• DATASET EXTRACT:
________

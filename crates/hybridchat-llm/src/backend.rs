//! LLM backend trait and the two concrete providers.
//!
//! Backends:
//!   OpenAiBackend  — remote OpenAI-compatible chat completions (primary)
//!   OllamaBackend  — local Ollama /api/chat, non-streaming (secondary)
//!
//! Every `complete` call issues exactly one HTTP request. Retrying is left to
//! the router, which makes at most one fallback hop.

use std::time::Duration;

use async_trait::async_trait;
use serde::{Deserialize, Serialize};
use thiserror::Error;
use tracing::debug;

use crate::message::Conversation;

/// Sampling temperature sent to the primary provider.
pub const PRIMARY_TEMPERATURE: f64 = 0.7;

// ── Error ─────────────────────────────────────────────────────────────────────

#[derive(Debug, Error)]
pub enum LlmError {
    #[error("Transport error: {0}")]
    Transport(String),
    #[error("API error [{status}]: {message}")]
    ApiError { status: u16, message: String },
    #[error("Invalid response body: {0}")]
    Decode(String),
}

impl LlmError {
    /// Upstream HTTP status, when the failure carried one.
    pub fn status(&self) -> Option<u16> {
        match self {
            LlmError::ApiError { status, .. } => Some(*status),
            _ => None,
        }
    }
}

impl From<reqwest::Error> for LlmError {
    fn from(err: reqwest::Error) -> Self {
        // reqwest hides the interesting part (refused, dns, timeout) in the
        // source chain, so flatten it into the message.
        let mut message = err.to_string();
        let mut source = std::error::Error::source(&err);
        while let Some(cause) = source {
            message.push_str(": ");
            message.push_str(&cause.to_string());
            source = cause.source();
        }
        if err.is_timeout() && !message.contains("timed out") {
            message.push_str(": operation timed out");
        }
        match err.status() {
            Some(status) => LlmError::ApiError { status: status.as_u16(), message },
            None => LlmError::Transport(message),
        }
    }
}

// ── Response ──────────────────────────────────────────────────────────────────

#[derive(Debug, Clone, Serialize, Deserialize)]
pub struct LlmResponse {
    pub content: String,
    pub model: String,
}

// ── Trait ─────────────────────────────────────────────────────────────────────

#[async_trait]
pub trait LlmBackend: Send + Sync {
    async fn complete(&self, conversation: &Conversation) -> Result<LlmResponse, LlmError>;
    fn name(&self) -> &str;
    fn model_id(&self) -> &str;
    fn is_local(&self) -> bool;
}

/// Build the HTTP client shared by both backends.
pub fn build_http_client(timeout: Duration) -> Result<reqwest::Client, LlmError> {
    Ok(reqwest::Client::builder().timeout(timeout).build()?)
}

async fn read_body(resp: reqwest::Response) -> Result<(u16, String), LlmError> {
    let status = resp.status().as_u16();
    let text = resp.text().await?;
    Ok((status, text))
}

fn parse_json(text: &str) -> Result<serde_json::Value, LlmError> {
    serde_json::from_str(text).map_err(|e| LlmError::Decode(e.to_string()))
}

// ── 1. OpenAI (primary) ───────────────────────────────────────────────────────

pub struct OpenAiBackend {
    pub model: String,
    pub base_url: String,
    api_key: String,
    client: reqwest::Client,
}

impl OpenAiBackend {
    pub fn new(api_key: impl Into<String>, model: impl Into<String>) -> Self {
        Self {
            model: model.into(),
            base_url: "https://api.openai.com/v1".to_string(),
            api_key: api_key.into(),
            client: reqwest::Client::new(),
        }
    }

    pub fn with_base_url(mut self, base_url: impl Into<String>) -> Self {
        self.base_url = base_url.into().trim_end_matches('/').to_string();
        self
    }

    pub fn with_client(mut self, client: reqwest::Client) -> Self {
        self.client = client;
        self
    }

    fn error_message(body: &str) -> String {
        let parsed: Option<serde_json::Value> = serde_json::from_str(body).ok();
        parsed
            .as_ref()
            .and_then(|json| {
                json["error"]["message"]
                    .as_str()
                    .or_else(|| json["message"].as_str())
                    .or_else(|| json["error"].as_str())
            })
            .map(str::to_string)
            .unwrap_or_else(|| {
                if body.trim().is_empty() {
                    "unknown API error".to_string()
                } else {
                    body.to_string()
                }
            })
    }
}

#[async_trait]
impl LlmBackend for OpenAiBackend {
    async fn complete(&self, conversation: &Conversation) -> Result<LlmResponse, LlmError> {
        let url = format!("{}/chat/completions", self.base_url);
        let body = serde_json::json!({
            "model":       &self.model,
            "messages":    conversation,
            "temperature": PRIMARY_TEMPERATURE,
        });
        debug!(url = %url, model = %self.model, messages = conversation.len(), "Sending primary completion");

        let resp = self.client
            .post(&url)
            .bearer_auth(&self.api_key)
            .json(&body)
            .send()
            .await?;
        let (status, text) = read_body(resp).await?;
        if status >= 400 {
            return Err(LlmError::ApiError { status, message: Self::error_message(&text) });
        }

        let json = parse_json(&text)?;
        Ok(LlmResponse {
            content: json["choices"][0]["message"]["content"]
                .as_str()
                .unwrap_or("")
                .to_string(),
            model: json["model"].as_str().unwrap_or(&self.model).to_string(),
        })
    }

    fn name(&self) -> &str { "openai" }
    fn model_id(&self) -> &str { &self.model }
    fn is_local(&self) -> bool { false }
}

// ── 2. Ollama (secondary) ─────────────────────────────────────────────────────

pub struct OllamaBackend {
    pub base_url: String,
    pub model: String,
    client: reqwest::Client,
}

impl OllamaBackend {
    pub fn new(base_url: impl Into<String>, model: impl Into<String>) -> Self {
        Self {
            base_url: base_url.into().trim_end_matches('/').to_string(),
            model: model.into(),
            client: reqwest::Client::new(),
        }
    }

    pub fn with_client(mut self, client: reqwest::Client) -> Self {
        self.client = client;
        self
    }
}

#[async_trait]
impl LlmBackend for OllamaBackend {
    async fn complete(&self, conversation: &Conversation) -> Result<LlmResponse, LlmError> {
        let url = format!("{}/api/chat", self.base_url);
        let body = serde_json::json!({
            "model":    &self.model,
            "messages": conversation,
            "stream":   false,
        });
        debug!(url = %url, model = %self.model, messages = conversation.len(), "Sending secondary completion");

        let resp = self.client.post(&url).json(&body).send().await?;
        let (status, text) = read_body(resp).await?;
        if status >= 400 {
            return Err(LlmError::ApiError { status, message: text });
        }

        let json = parse_json(&text)?;
        Ok(LlmResponse {
            content: json["message"]["content"].as_str().unwrap_or("").to_string(),
            model: json["model"].as_str().unwrap_or(&self.model).to_string(),
        })
    }

    fn name(&self) -> &str { "ollama" }
    fn model_id(&self) -> &str { &self.model }
    fn is_local(&self) -> bool { true }
}

// ── Tests ─────────────────────────────────────────────────────────────────────
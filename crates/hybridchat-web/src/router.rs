//! Axum router — maps URL paths to handlers.

use axum::{
    extract::DefaultBodyLimit,
    http::{header, HeaderValue, Method},
    routing::{get, post},
    Router,
};
use tower_http::{
    cors::CorsLayer,
    trace::TraceLayer,
};
use std::sync::Arc;
use crate::config::ServerConfig;
use crate::state::{AppState, SharedState};
use crate::handlers::{
    chat::chat_submit,
    health::health,
};

/// Build and return the full Axum router.
pub fn build_router(state: AppState, server: &ServerConfig) -> Router {
    let shared: SharedState = Arc::new(state);

    Router::new()
        .route("/health",   get(health))
        .route("/api/chat", post(chat_submit))

        // Middleware
        .layer(DefaultBodyLimit::max(server.body_limit_bytes))
        .layer(cors_layer(server.cors_origin.as_deref()))
        .layer(TraceLayer::new_for_http())
        .with_state(shared)
}

fn cors_layer(origin: Option<&str>) -> CorsLayer {
    let Some(origin) = origin else {
        tracing::warn!("No CORS origin configured, allowing any origin");
        return CorsLayer::permissive();
    };
    match HeaderValue::from_str(origin) {
        Ok(value) => CorsLayer::new()
            .allow_origin(value)
            .allow_methods([Method::GET, Method::POST])
            .allow_headers([header::CONTENT_TYPE]),
        Err(_) => {
            tracing::warn!(origin, "Unusable CORS origin, allowing any origin");
            CorsLayer::permissive()
        }
    }
}
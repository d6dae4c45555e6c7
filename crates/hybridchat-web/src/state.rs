//! Shared application state for the web server.

use std::sync::Arc;

use hybridchat_llm::LlmRouter;

/// Read-only state injected into every Axum handler.
pub struct AppState {
    pub llm: LlmRouter,
    pub secondary_base_url: String,
}

impl AppState {
    pub fn new(llm: LlmRouter, secondary_base_url: impl Into<String>) -> Self {
        Self { llm, secondary_base_url: secondary_base_url.into() }
    }
}

pub type SharedState = Arc<AppState>;
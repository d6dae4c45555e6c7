//! hybridchat-llm — chat provider abstraction and failover routing.
//! Holds the message sanitizer, the two provider backends, the
//! fallback classifier and the primary/secondary routing policy.

pub mod message;
pub mod backend;
pub mod classification;
pub mod config;
pub mod router;
pub mod audit;

pub use backend::{LlmBackend, LlmError, LlmResponse};
pub use config::LlmConfig;
pub use message::{Conversation, InvalidInput, Message, Role};
pub use router::{FallbackReason, LlmRouter, ProviderResult, ProviderRole, RouteError};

________

• EXERCISE GOAL: Show each line of the material that includes the string "complete" by copying it.

• RESPONSE AREA:
//! Every `complete` call issues exactly one HTTP request. Retrying is left to
    async fn complete(&self, conversation: &Conversation) -> Result<LlmResponse, LlmError>;
    async fn complete(&self, conversation: &Conversation) -> Result<LlmResponse, LlmError> {
    async fn complete(&self, conversation: &Conversation) -> Result<LlmResponse, LlmError> {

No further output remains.